A gente olhar para nossa terra fértil, olhar que nossa biodiversidade nos dá uma gama enorme de materiais, que a gente pode aprender com as comunidades ancestrais e, ao mesmo tempo, com nossa indústria, instituições de pesquisa, como Embrapa e outras.

Se olharmos isso, se unirmos a nossa criatividade que é diferente de outras culturas, na nossa miscigenação temos uma coisa muito rica. O mundo deseja adquirir produtos que tenham a expressão da nossa cultura em uma estética universal.

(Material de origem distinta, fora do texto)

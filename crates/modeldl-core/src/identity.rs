//! Identity Service: deterministic model UUID derivation.
//!
//! `generate(repoId)` is pure and referentially transparent — equal inputs
//! produce equal outputs across processes and components (spec §4.1).

use crate::models::RepositoryId;
use uuid::Uuid;

/// Fixed namespace UUID the engine's model ids are derived under. Any stable
/// UUID works here; changing it would change every existing model's id, so
/// it is pinned as a constant rather than generated at runtime.
const MODEL_ID_NAMESPACE: Uuid = Uuid::from_bytes([
    0x6b, 0xa7, 0xb8, 0x30, 0x9d, 0xad, 0x11, 0xd1, 0x80, 0xb4, 0x00, 0xc0, 0x4f, 0xd4, 0x30, 0xc8,
]);

/// Derive a stable [`Uuid`] from a repository id via UUIDv5 (SHA-1 based,
/// deterministic — as opposed to v4, which is random per call).
pub fn generate_model_id(repo_id: &RepositoryId) -> Uuid {
    Uuid::new_v5(&MODEL_ID_NAMESPACE, repo_id.as_str().as_bytes())
}

/// Same derivation from a raw (unsanitized) repository string, for recovery
/// paths that only have a directory name to work from (spec §4.2
/// `listDownloadedModels` synthesis).
pub fn generate_model_id_from_str(repo_id: &str) -> Uuid {
    Uuid::new_v5(&MODEL_ID_NAMESPACE, repo_id.as_bytes())
}

#[cfg(test)]
mod tests {
    use super::*;

    #[test]
    fn stable_across_calls() {
        let id = RepositoryId::parse("mlx-community/Llama-3.2-1B-Instruct-4bit").unwrap();
        let a = generate_model_id(&id);
        let b = generate_model_id(&id);
        assert_eq!(a, b);
    }

    #[test]
    fn distinct_repos_yield_distinct_ids() {
        let a = RepositoryId::parse("org-a/model").unwrap();
        let b = RepositoryId::parse("org-b/model").unwrap();
        assert_ne!(generate_model_id(&a), generate_model_id(&b));
    }

    #[test]
    fn sanitized_and_raw_derivation_agree_when_unsanitized() {
        let raw = "unsloth/Qwen3-0.6B-GGUF";
        let id = RepositoryId::parse(raw).unwrap();
        assert_eq!(generate_model_id(&id), generate_model_id_from_str(raw));
    }
}
#[uniffi::export(async_runtime = "tokio")]
impl FfiModelDownloadEngine {
    /// Construct the engine, rooted at `config.data_dir`. Restores any
    /// background downloads left in-flight by a prior process (spec §4.11
    /// `restore()`) before returning.
    #[uniffi::constructor]
    pub async fn new(config: FfiEngineConfig) -> FfiResult<Arc<Self>> {
        let client = build_client().map_err(FfiError::from)?;
        let resolver = Arc::new(HfFileListResolver::new(client));
        let engine = ModelDownloadEngine::new(EngineConfig::new(&config.data_dir, resolver))
            .await
            .map_err(FfiError::from)?;
        Ok(Arc::new(Self {
            inner: Arc::new(engine),
            foreground_status: Arc::new(Mutex::new(HashMap::new())),
        }))
    }

    /// Start a foreground download. Returns as soon as the transfer has
    /// been accepted; poll [`Self::get_foreground_download_status`] with
    /// the same `repo_id` for progress.
    pub async fn download_model(
        &self,
        repo_id: String,
        backend: FfiBackend,
        headers: Vec<FfiHeader>,
        options: FfiDownloadOptions,
    ) -> FfiResult<()> {
        let repo = parse_repo_id(&repo_id)?;
        let headers: Vec<(String, String)> = headers.into_iter().map(|h| (h.name, h.value)).collect();

        let mut rx = self
            .inner
            .download_model(repo.clone(), backend.into(), headers, options.into())
            .await
            .map_err(FfiError::from)?;

        let status_map = self.foreground_status.clone();
        status_map
            .lock()
            .unwrap()
            .insert(repo_id.clone(), FfiForegroundStatus::not_started());

        tokio::spawn(async move {
            while let Some(event) = rx.recv().await {
                let status = match event {
                    Ok(DownloadEvent::Progress(progress)) => FfiForegroundStatus {
                        phase: FfiForegroundPhase::Downloading,
                        fraction_completed: progress.fraction_completed(),
                        error_text: None,
                    },
                    Ok(DownloadEvent::Completed(_)) => FfiForegroundStatus {
                        phase: FfiForegroundPhase::Completed,
                        fraction_completed: 1.0,
                        error_text: None,
                    },
                    Err(e) => FfiForegroundStatus {
                        phase: FfiForegroundPhase::Failed,
                        fraction_completed: 0.0,
                        error_text: Some(e.to_string()),
                    },
                };
                status_map.lock().unwrap().insert(repo_id.clone(), status);
            }
        });

        Ok(())
    }

    /// Poll the status of a foreground download started with
    /// [`Self::download_model`]. Returns `None` if no such download was
    /// ever started on this engine instance.
    pub fn get_foreground_download_status(&self, repo_id: String) -> Option<FfiForegroundStatus> {
        self.foreground_status.lock().unwrap().get(&repo_id).cloned()
    }

    /// Cancel an in-flight foreground download. Returns whether one was
    /// running.
    pub async fn cancel_download(&self, repo_id: String) -> bool {
        let Ok(repo) = parse_repo_id(&repo_id) else {
            return false;
        };
        self.inner.cancel_download(&repo).await
    }

    /// Submit a background download; returns a handle the caller uses for
    /// subsequent status/cancel/pause/resume calls (spec §4.11). The
    /// download continues even if the host process is suspended or
    /// restarted before it completes.
    pub async fn download_model_in_background(
        &self,
        repo_id: String,
        backend: FfiBackend,
        headers: Vec<FfiHeader>,
        options: FfiDownloadOptions,
    ) -> FfiResult<FfiBackgroundDownloadHandle> {
        let repo = parse_repo_id(&repo_id)?;
        let headers: Vec<(String, String)> = headers.into_iter().map(|h| (h.name, h.value)).collect();

        let mut rx = self
            .inner
            .download_model_in_background(repo, backend.into(), headers, options.into())
            .await
            .map_err(FfiError::from)?;

        let handle = match rx.recv().await {
            Some(modeldl_core::BackgroundDownloadEvent::Handle(handle)) => handle,
            _ => {
                return Err(FfiError::Other(
                    "background download did not report a handle".to_string(),
                ))
            }
        };

        // The manager's own state store is the durable source of truth for
        // background progress (unlike the foreground case above); drain the
        // remaining stream so the channel doesn't back up, but nothing more
        // needs to be recorded here.
        tokio::spawn(async move { while rx.recv().await.is_some() {} });

        Ok(handle.into())
    }

    pub async fn background_download_status(&self, id: String) -> FfiResult<Option<FfiBackgroundDownloadStatus>> {
        let id = parse_download_id(&id)?;
        Ok(self.inner.background_download_status(id).await.map(Into::into))
    }

    pub async fn list_background_downloads(&self) -> Vec<FfiBackgroundDownloadStatus> {
        self.inner
            .list_background_downloads()
            .await
            .into_iter()
            .map(Into::into)
            .collect()
    }

    pub async fn cancel_background_download(&self, id: String) -> FfiResult<()> {
        let id = parse_download_id(&id)?;
        self.inner.cancel_background_download(id).await.map_err(FfiError::from)
    }

    pub async fn pause_background_download(&self, id: String) -> FfiResult<()> {
        let id = parse_download_id(&id)?;
        self.inner.pause_background_download(id).await.map_err(FfiError::from)
    }

    pub async fn resume_background_download(&self, id: String) -> FfiResult<()> {
        let id = parse_download_id(&id)?;
        self.inner.resume_background_download(id).await.map_err(FfiError::from)
    }

    pub fn delete_model(&self, repo_id: String) -> FfiResult<()> {
        let repo = parse_repo_id(&repo_id)?;
        self.inner.delete_model(&repo).map_err(FfiError::from)
    }

    pub fn list_downloaded_models(&self) -> FfiResult<Vec<FfiModelInfo>> {
        Ok(self
            .inner
            .list_downloaded_models()
            .map_err(FfiError::from)?
            .into_iter()
            .map(Into::into)
            .collect())
    }

    pub fn model_exists(&self, repo_id: String) -> bool {
        parse_repo_id(&repo_id)
            .map(|repo| self.inner.model_exists(&repo))
            .unwrap_or(false)
    }

    pub fn get_model_location(&self, repo_id: String) -> Option<String> {
        let repo = parse_repo_id(&repo_id).ok()?;
        self.inner.get_model_location(&repo).map(|p| p.display().to_string())
    }

    pub fn get_model_files(&self, repo_id: String) -> Vec<String> {
        let Ok(repo) = parse_repo_id(&repo_id) else {
            return Vec::new();
        };
        self.inner
            .get_model_files(&repo)
            .into_iter()
            .map(|p| p.display().to_string())
            .collect()
    }

    pub fn get_model_size(&self, repo_id: String) -> Option<u64> {
        let repo = parse_repo_id(&repo_id).ok()?;
        self.inner.get_model_size(&repo)
    }

    pub fn available_disk_space(&self) -> FfiResult<u64> {
        self.inner.available_disk_space().map_err(FfiError::from)
    }

    pub fn validate_model(&self, repo_id: String) -> FfiResult<FfiValidationResult> {
        let repo = parse_repo_id(&repo_id)?;
        Ok(self.inner.validate_model(&repo).map_err(FfiError::from)?.into())
    }

    pub async fn cleanup_incomplete_downloads(&self) -> FfiResult<u64> {
        self.inner
            .cleanup_incomplete_downloads()
            .await
            .map(|n| n as u64)
            .map_err(FfiError::from)
    }
}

Se eles forem sustentáveis ambientalmente, que ajudem a Amazônia, outros biomas, a caatinga, o pampa, o cerrado, e as comunidades, são esses os valores econômicos do século 21.

Por parte de quem falta esse olhar?

Dos empreendedores, empresas que enxerguem isso. As instituições de pesquisa e acadêmicas já são parceiros. Falta o nosso governo, da mesma forma que incentivou a zona franca de Manaus para crescer industrialmente, botar isso como prioridade.

Temos todos os elementos para poder, juntos, empacotarmos desde a semente, passando por todo o processo de transformação, de design, de criar valor agregado. E botarmos um made in Brazil, um selo que mostre o quão cool nós somos e que isso é ambiental e socialmente correto, ajuda a manter a Amazônia em pé e que seja valor de marca lá fora.